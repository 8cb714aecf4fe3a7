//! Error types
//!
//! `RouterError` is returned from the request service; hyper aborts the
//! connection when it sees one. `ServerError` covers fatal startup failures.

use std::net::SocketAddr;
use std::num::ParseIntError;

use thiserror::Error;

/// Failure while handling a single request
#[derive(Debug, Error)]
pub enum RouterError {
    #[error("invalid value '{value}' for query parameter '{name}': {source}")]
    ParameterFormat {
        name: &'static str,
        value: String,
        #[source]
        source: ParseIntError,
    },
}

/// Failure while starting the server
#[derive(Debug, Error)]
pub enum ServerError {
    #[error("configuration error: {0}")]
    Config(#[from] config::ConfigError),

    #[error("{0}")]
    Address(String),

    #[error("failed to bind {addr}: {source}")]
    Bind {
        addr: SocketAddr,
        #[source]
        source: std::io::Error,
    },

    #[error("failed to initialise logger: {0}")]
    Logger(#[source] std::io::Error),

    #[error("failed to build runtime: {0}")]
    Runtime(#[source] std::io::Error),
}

####

=== Exercise brief ===
Give back the full listing exactly as it stands above.

=== Exercise answer ===
repository 8cb714aecf4fe3a7
//! Error types
//!
//! `RouterError` is returned from the request service; hyper aborts the
//! connection when it sees one. `ServerError` covers fatal startup failures.

use std::net::SocketAddr;
use std::num::ParseIntError;

use thiserror::Error;

/// Failure while handling a single request
#[derive(Debug, Error)]
pub enum RouterError {
    #[error("invalid value '{value}' for query parameter '{name}': {source}")]
    ParameterFormat {
        name: &'static str,
        value: String,
        #[source]
        source: ParseIntError,
    },
}

/// Failure while starting the server
#[derive(Debug, Error)]
pub enum ServerError {
    #[error("configuration error: {0}")]
    Config(#[from] config::ConfigError),

    #[error("{0}")]
    Address(String),

    #[error("failed to bind {addr}: {source}")]
    Bind {
        addr: SocketAddr,
        #[source]
        source: std::io::Error,
    },

    #[error("failed to initialise logger: {0}")]
    Logger(#[source] std::io::Error),

    #[error("failed to build runtime: {0}")]
    Runtime(#[source] std::io::Error),
}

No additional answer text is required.